Work required: Print the lines in the listing below that fall between the line with "pub struct GeminiService" and the line with "fn translate_request(request: &LlmRequest)", those two lines included, exactly as they stand and with nothing else.

Given records:
//! Google Gemini provider implementation
//!
//! Single-shot calls go to `:generateContent`; incremental calls go to
//! `:streamGenerateContent?alt=sse`, which answers with one JSON chunk per
//! server-sent event.

use super::sse::SseDecoder;
use super::types::{LlmRequest, LlmResponse, TextStream};
use super::{LlmError, LlmService};
use async_trait::async_trait;
use futures::stream::BoxStream;
use futures::StreamExt;
use reqwest::Client;
use serde::{Deserialize, Serialize};
use std::collections::VecDeque;
use std::time::Duration;

/// Public Gemini API root
pub const DEFAULT_API_BASE: &str = "https://generativelanguage.googleapis.com/v1beta";

const REQUEST_TIMEOUT: Duration = Duration::from_secs(300);

/// Gemini service implementation
pub struct GeminiService {
    client: Client,
    api_key: String,
    api_base: String,
    model_id: String,
}

impl GeminiService {
    pub fn new(api_key: String, model: &str, api_base: &str) -> Result<Self, LlmError> {
        let client = Client::builder()
            .timeout(REQUEST_TIMEOUT)
            .build()
            .map_err(|e| LlmError::unknown(format!("Failed to create HTTP client: {e}")))?;

        Ok(Self {
            client,
            api_key,
            api_base: api_base.trim_end_matches('/').to_string(),
            model_id: model.to_string(),
        })
    }

    fn generate_url(&self) -> String {
        format!("{}/models/{}:generateContent", self.api_base, self.model_id)
    }

    fn stream_url(&self) -> String {
        format!(
            "{}/models/{}:streamGenerateContent?alt=sse",
            self.api_base, self.model_id
        )
    }

    fn translate_request(request: &LlmRequest) -> GeminiRequest {
        let system_instruction = if request.system_instruction.is_empty() {
            None
        } else {
            Some(GeminiContent {
                role: None,
                parts: vec![GeminiPart {
                    text: Some(request.system_instruction.clone()),
                }],
            })
        };

        GeminiRequest {
            contents: vec![GeminiContent {
                role: Some("user".to_string()),
                parts: vec![GeminiPart {
                    text: Some(request.user_text.clone()),
                }],
            }],
            system_instruction,
        }
    }

    fn normalize_response(resp: GeminiResponse) -> Result<LlmResponse, LlmError> {
        let text = resp.text();
        let Some(candidate) = resp.candidates.into_iter().next() else {
            let reason = resp
                .prompt_feedback
                .and_then(|f| f.block_reason)
                .unwrap_or_else(|| "no candidates".to_string());
            return Err(LlmError::unknown(format!("Response blocked: {reason}")));
        };

        if text.is_empty() {
            return Err(LlmError::unknown(format!(
                "No text in response (finish reason: {})",
                candidate.finish_reason.as_deref().unwrap_or("unknown")
            )));
        }

        Ok(LlmResponse {
            text,
            end_turn: candidate.finish_reason.as_deref() == Some("STOP"),
        })
    }

    async fn post(&self, url: &str, request: &LlmRequest) -> Result<reqwest::Response, LlmError> {
        let response = self
            .client
            .post(url)
            .header("x-goog-api-key", &self.api_key)
            .json(&Self::translate_request(request))
            .send()
            .await
            .map_err(|e| LlmError::from_reqwest(&e))?;

        let status = response.status();
        if status.is_success() {
            return Ok(response);
        }

        let body = response
            .text()
            .await
            .map_err(|e| LlmError::network(format!("Failed to read response: {e}")))?;
        let message = serde_json::from_str::<GeminiErrorResponse>(&body)
            .map_or(body, |e| e.error.message);
        Err(LlmError::from_status(status.as_u16(), &message))
    }
}

#[async_trait]
impl LlmService for GeminiService {
    async fn complete(&self, request: &LlmRequest) -> Result<LlmResponse, LlmError> {
        let response = self.post(&self.generate_url(), request).await?;

        let body = response
            .text()
            .await
            .map_err(|e| LlmError::network(format!("Failed to read response: {e}")))?;

        let gemini_response: GeminiResponse = serde_json::from_str(&body).map_err(|e| {
            LlmError::unknown(format!("Failed to parse response: {e} - body: {body}"))
        })?;

        Self::normalize_response(gemini_response)
    }

    async fn open_stream(&self, request: &LlmRequest) -> Result<TextStream, LlmError> {
        let response = self.post(&self.stream_url(), request).await?;

        let body = response
            .bytes_stream()
            .map(|chunk| chunk.map(|bytes| bytes.to_vec()))
            .boxed();

        Ok(fragment_stream(body))
    }

    fn model_id(&self) -> &str {
        &self.model_id
    }
}

struct StreamState {
    body: BoxStream<'static, Result<Vec<u8>, reqwest::Error>>,
    decoder: SseDecoder,
    pending: VecDeque<Result<String, LlmError>>,
    finished: bool,
}

impl StreamState {
    fn enqueue(&mut self, data: &str) {
        if let Some(item) = parse_stream_event(data) {
            self.pending.push_back(item);
        }
    }
}

/// Turn a raw SSE body into text fragments, stopping after the first error
pub(crate) fn fragment_stream(
    body: BoxStream<'static, Result<Vec<u8>, reqwest::Error>>,
) -> TextStream {
    let state = StreamState {
        body,
        decoder: SseDecoder::new(),
        pending: VecDeque::new(),
        finished: false,
    };

    futures::stream::unfold(state, |mut state| async move {
        loop {
            if let Some(item) = state.pending.pop_front() {
                if item.is_err() {
                    state.finished = true;
                    state.pending.clear();
                }
                return Some((item, state));
            }
            if state.finished {
                return None;
            }
            match state.body.next().await {
                Some(Ok(chunk)) => {
                    for data in state.decoder.push(&chunk) {
                        state.enqueue(&data);
                    }
                }
                Some(Err(e)) => {
                    state
                        .pending
                        .push_back(Err(LlmError::network(format!("Stream interrupted: {e}"))));
                }
                None => {
                    if let Some(data) = state.decoder.finish() {
                        state.enqueue(&data);
                    }
                    state.finished = true;
                }
            }
        }
    })
    .boxed()
}

/// Decode one SSE payload. Chunks without text yield nothing.
pub(crate) fn parse_stream_event(data: &str) -> Option<Result<String, LlmError>> {
    let data = data.trim();
    if data.is_empty() || data == "[DONE]" {
        return None;
    }

    match serde_json::from_str::<GeminiStreamEvent>(data) {
        Ok(GeminiStreamEvent::Error { error }) => Some(Err(LlmError::from_status(
            error.code.and_then(|c| u16::try_from(c).ok()).unwrap_or(500),
            &error.message,
        ))),
        Ok(GeminiStreamEvent::Chunk(chunk)) => {
            let text = chunk.text();
            if text.is_empty() {
                None
            } else {
                Some(Ok(text))
            }
        }
        Err(e) => Some(Err(LlmError::unknown(format!(
            "Failed to parse stream chunk: {e}"
        )))),
    }
}

// Gemini API types

#[derive(Debug, Serialize)]
#[serde(rename_all = "camelCase")]
struct GeminiRequest {
    contents: Vec<GeminiContent>,
    #[serde(skip_serializing_if = "Option::is_none")]
    system_instruction: Option<GeminiContent>,
}

#[derive(Debug, Serialize, Deserialize)]
struct GeminiContent {
    #[serde(default, skip_serializing_if = "Option::is_none")]
    role: Option<String>,
    #[serde(default)]
    parts: Vec<GeminiPart>,
}

#[derive(Debug, Serialize, Deserialize)]
struct GeminiPart {
    #[serde(default, skip_serializing_if = "Option::is_none")]
    text: Option<String>,
}

#[derive(Debug, Deserialize)]
#[serde(rename_all = "camelCase")]
struct GeminiResponse {
    #[serde(default)]
    candidates: Vec<GeminiCandidate>,
    #[serde(default)]
    prompt_feedback: Option<GeminiPromptFeedback>,
}

impl GeminiResponse {
    /// Text of the first candidate, parts concatenated in order
    fn text(&self) -> String {
        self.candidates
            .first()
            .and_then(|c| c.content.as_ref())
            .map(|content| {
                content
                    .parts
                    .iter()
                    .filter_map(|p| p.text.as_deref())
                    .collect::<String>()
            })
            .unwrap_or_default()
    }
}

#[derive(Debug, Deserialize)]
#[serde(rename_all = "camelCase")]
struct GeminiCandidate {
    #[serde(default)]
    content: Option<GeminiContent>,
    #[serde(default)]
    finish_reason: Option<String>,
}

#[derive(Debug, Deserialize)]
#[serde(rename_all = "camelCase")]
struct GeminiPromptFeedback {
    #[serde(default)]
    block_reason: Option<String>,
}

#[derive(Debug, Deserialize)]
#[serde(untagged)]
enum GeminiStreamEvent {
    Error { error: GeminiError },
    Chunk(GeminiResponse),
}

#[derive(Debug, Deserialize)]
struct GeminiErrorResponse {
    error: GeminiError,
}

#[derive(Debug, Deserialize)]
struct GeminiError {
    message: String,
    #[serde(default)]
    code: Option<i64>,
}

Your solution:
pub struct GeminiService {
    client: Client,
    api_key: String,
    api_base: String,
    model_id: String,
}

impl GeminiService {
    pub fn new(api_key: String, model: &str, api_base: &str) -> Result<Self, LlmError> {
        let client = Client::builder()
            .timeout(REQUEST_TIMEOUT)
            .build()
            .map_err(|e| LlmError::unknown(format!("Failed to create HTTP client: {e}")))?;

        Ok(Self {
            client,
            api_key,
            api_base: api_base.trim_end_matches('/').to_string(),
            model_id: model.to_string(),
        })
    }

    fn generate_url(&self) -> String {
        format!("{}/models/{}:generateContent", self.api_base, self.model_id)
    }

    fn stream_url(&self) -> String {
        format!(
            "{}/models/{}:streamGenerateContent?alt=sse",
            self.api_base, self.model_id
        )
    }

    fn translate_request(request: &LlmRequest) -> GeminiRequest {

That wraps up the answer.